🤖 AI Summary
This work addresses the lack of a flexible and interpretable probabilistic framework for graph matching, particularly in handling uncertainty in node permutations. The authors propose a Bayesian approach based on exchangeable random permutations, linking latent node partitions through the cycle structure of permutations and integrating a stochastic block model for inference. Innovatively, they introduce a position-aware generalized Chinese restaurant process to construct a permutation prior and extend the SALSO algorithm to the permutation domain (perSALSO) for effective posterior uncertainty quantification. By unifying cycle representations, exchangeable partition theory, and block Gibbs sampling over nodes, the method achieves both theoretical rigor and computationally efficient inference of the permutation posterior, enabling practical uncertainty quantification in graph matching tasks.
📝 Abstract
We introduce a general Bayesian framework for graph matching grounded in a new theory of exchangeable random permutations.
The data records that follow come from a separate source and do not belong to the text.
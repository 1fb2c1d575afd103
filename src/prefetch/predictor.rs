//! Movement-based intent prediction.
//!
//! Each tracked subject keeps a short ring of position samples. Velocity
//! over that window, boosted by the declared movement mode, projects a
//! tunnel of chunks along the travel direction. Implausible jumps are
//! treated as teleports: history is void, and so is any prefetch intent
//! issued for the old position.

use std::collections::VecDeque;
use std::time::{Duration, Instant};

use dashmap::DashMap;
use rustc_hash::FxHashSet;

use crate::constants::geometry::CHUNK_EDGE;
use crate::world::ChunkPos;

/// Identifier of a tracked mover, assigned by the embedding application.
pub type SubjectId = u64;

/// Declared movement mode; faster modes look farther ahead.
#[derive(Debug, Clone, Copy, PartialEq, Eq, Hash)]
pub enum MovementMode {
    Walking,
    Sprinting,
    Flying,
}

impl MovementMode {
    pub fn boost(&self) -> f64 {
        match self {
            MovementMode::Walking => 1.0,
            MovementMode::Sprinting => 1.6,
            MovementMode::Flying => 2.5,
        }
    }

    pub fn name(&self) -> &'static str {
        match self {
            MovementMode::Walking => "walking",
            MovementMode::Sprinting => "sprinting",
            MovementMode::Flying => "flying",
        }
    }
}

#[derive(Debug, Clone, Copy)]
struct MovementSample {
    x: f64,
    z: f64,
    at: Instant,
}

#[derive(Debug, Clone)]
pub struct PredictorConfig {
    /// Samples kept per subject.
    pub history_len: usize,
    /// Minimum baseline between samples for a velocity estimate.
    pub min_sample_interval: Duration,
    /// Fastest legitimate movement, world units per second. Anything faster
    /// is a teleport.
    pub max_plausible_speed: f64,
    /// How many seconds of travel to cover ahead of the subject.
    pub lookahead_secs: f64,
    /// Chebyshev half-width of the predicted tunnel, in chunks.
    pub tunnel_radius: i32,
    /// Speeds below this are noise, not movement.
    pub min_speed: f64,
}

impl Default for PredictorConfig {
    fn default() -> Self {
        Self {
            history_len: 16,
            min_sample_interval: Duration::from_millis(100),
            max_plausible_speed: 100.0,
            lookahead_secs: 3.0,
            tunnel_radius: 1,
            min_speed: 0.1,
        }
    }
}

/// What one movement update predicts.
#[derive(Debug, Clone, PartialEq)]
pub struct Intent {
    /// Chunks worth prefetching, ordered near to far, current chunk excluded.
    pub chunks: Vec<ChunkPos>,
    /// The subject jumped; outstanding prefetch for it is now pointless.
    pub teleported: bool,
}

impl Intent {
    fn empty() -> Self {
        Self {
            chunks: Vec::new(),
            teleported: false,
        }
    }

    fn teleport() -> Self {
        Self {
            chunks: Vec::new(),
            teleported: true,
        }
    }
}

fn chunk_at(x: f64, z: f64) -> ChunkPos {
    ChunkPos::new(
        (x / CHUNK_EDGE as f64).floor() as i32,
        (z / CHUNK_EDGE as f64).floor() as i32,
    )
}

struct SubjectTrack {
    samples: VecDeque<MovementSample>,
}

/// Per-subject movement tracker and tunnel predictor.
pub struct IntentPredictor {
    config: PredictorConfig,
    subjects: DashMap<SubjectId, SubjectTrack>,
}

impl IntentPredictor {
    pub fn new(config: PredictorConfig) -> Self {
        Self {
            config,
            subjects: DashMap::new(),
        }
    }

    /// Feed a movement sample and predict. `limit` caps how many chunks
    /// ahead the tunnel may reach; zero disables prediction entirely.
    pub fn update(
        &self,
        subject: SubjectId,
        x: f64,
        z: f64,
        mode: MovementMode,
        limit: u32,
    ) -> Intent {
        self.update_at(subject, x, z, mode, limit, Instant::now())
    }

    /// Clock-explicit variant of [`update`], the seam tests drive.
    ///
    /// [`update`]: IntentPredictor::update
    pub fn update_at(
        &self,
        subject: SubjectId,
        x: f64,
        z: f64,
        mode: MovementMode,
        limit: u32,
        at: Instant,
    ) -> Intent {
        let mut track = self.subjects.entry(subject).or_insert_with(|| SubjectTrack {
            samples: VecDeque::with_capacity(self.config.history_len),
        });

        let sample = MovementSample { x, z, at };
        if let Some(last) = track.samples.back() {
            let dt = at.duration_since(last.at);
            let dt_eff = dt.max(self.config.min_sample_interval).as_secs_f64();
            let jump = ((x - last.x).powi(2) + (z - last.z).powi(2)).sqrt();
            if jump > self.config.max_plausible_speed * dt_eff {
                log::debug!(
                    "subject {subject} jumped {jump:.0} units in {dt_eff:.2}s, treating as teleport"
                );
                track.samples.clear();
                track.samples.push_back(sample);
                return Intent::teleport();
            }
        }
        track.samples.push_back(sample);
        while track.samples.len() > self.config.history_len {
            track.samples.pop_front();
        }

        let newest = sample;
        let Some(oldest) = track.samples.front().copied() else {
            return Intent::empty();
        };
        let baseline = newest.at.duration_since(oldest.at);
        if baseline < self.config.min_sample_interval {
            return Intent::empty();
        }
        drop(track);

        let secs = baseline.as_secs_f64();
        let dx = newest.x - oldest.x;
        let dz = newest.z - oldest.z;
        let distance = (dx * dx + dz * dz).sqrt();
        let speed = distance / secs;
        if speed < self.config.min_speed {
            return Intent::empty();
        }

        let dir_x = dx / distance;
        let dir_z = dz / distance;
        let reach_units = speed * mode.boost() * self.config.lookahead_secs;
        let reach_chunks = ((reach_units / CHUNK_EDGE as f64).ceil() as u32)
            .max(1)
            .min(limit);

        let here = chunk_at(x, z);
        let r = self.config.tunnel_radius;
        let mut seen = FxHashSet::default();
        let mut chunks = Vec::new();
        for step in 1..=reach_chunks as i64 {
            let px = x + dir_x * (step * CHUNK_EDGE as i64) as f64;
            let pz = z + dir_z * (step * CHUNK_EDGE as i64) as f64;
            let center = chunk_at(px, pz);
            for off_z in -r..=r {
                for off_x in -r..=r {
                    let candidate = center.offset(off_x, off_z);
                    // The square around a far center may reach past the cap.
                    if candidate.chebyshev_distance(&here) > limit {
                        continue;
                    }
                    if candidate != here && seen.insert(candidate) {
                        chunks.push(candidate);
                    }
                }
            }
        }
        Intent {
            chunks,
            teleported: false,
        }
    }

    /// Drop a subject's history, e.g. when it disconnects.
    pub fn forget(&self, subject: SubjectId) {
        self.subjects.remove(&subject);
    }

    pub fn tracked_subjects(&self) -> usize {
        self.subjects.len()
    }
}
Leveraging the cycle representation of permutations and the literature on exchangeable random partitions, we define, characterize, and study the structural and predictive properties of these probabilistic objects. A novel sequential metaphor, the position-aware generalized Chinese restaurant process, provides a constructive foundation for this theory and supports practical algorithmic design. Exchangeable random permutations offer flexible priors for a wide range of inferential problems centered on permutations. As an application, we develop a Bayesian model for graph matching that integrates a correlated stochastic block model with our novel class of priors. The cycle structure of the matching is linked to latent node partitions that explain connectivity patterns, an assumption consistent with the homogeneity requirement underlying the graph matching task itself. Posterior inference is performed through a node-wise blocked Gibbs sampler directly enabled by the proposed sequential construction. To summarize posterior uncertainty, we introduce perSALSO, an adaptation of SALSO to the permutation domain that provides principled point estimation and interpretable posterior summaries. Together, these contributions establish a unified probabilistic framework for modeling, inference, and uncertainty quantification over permutations.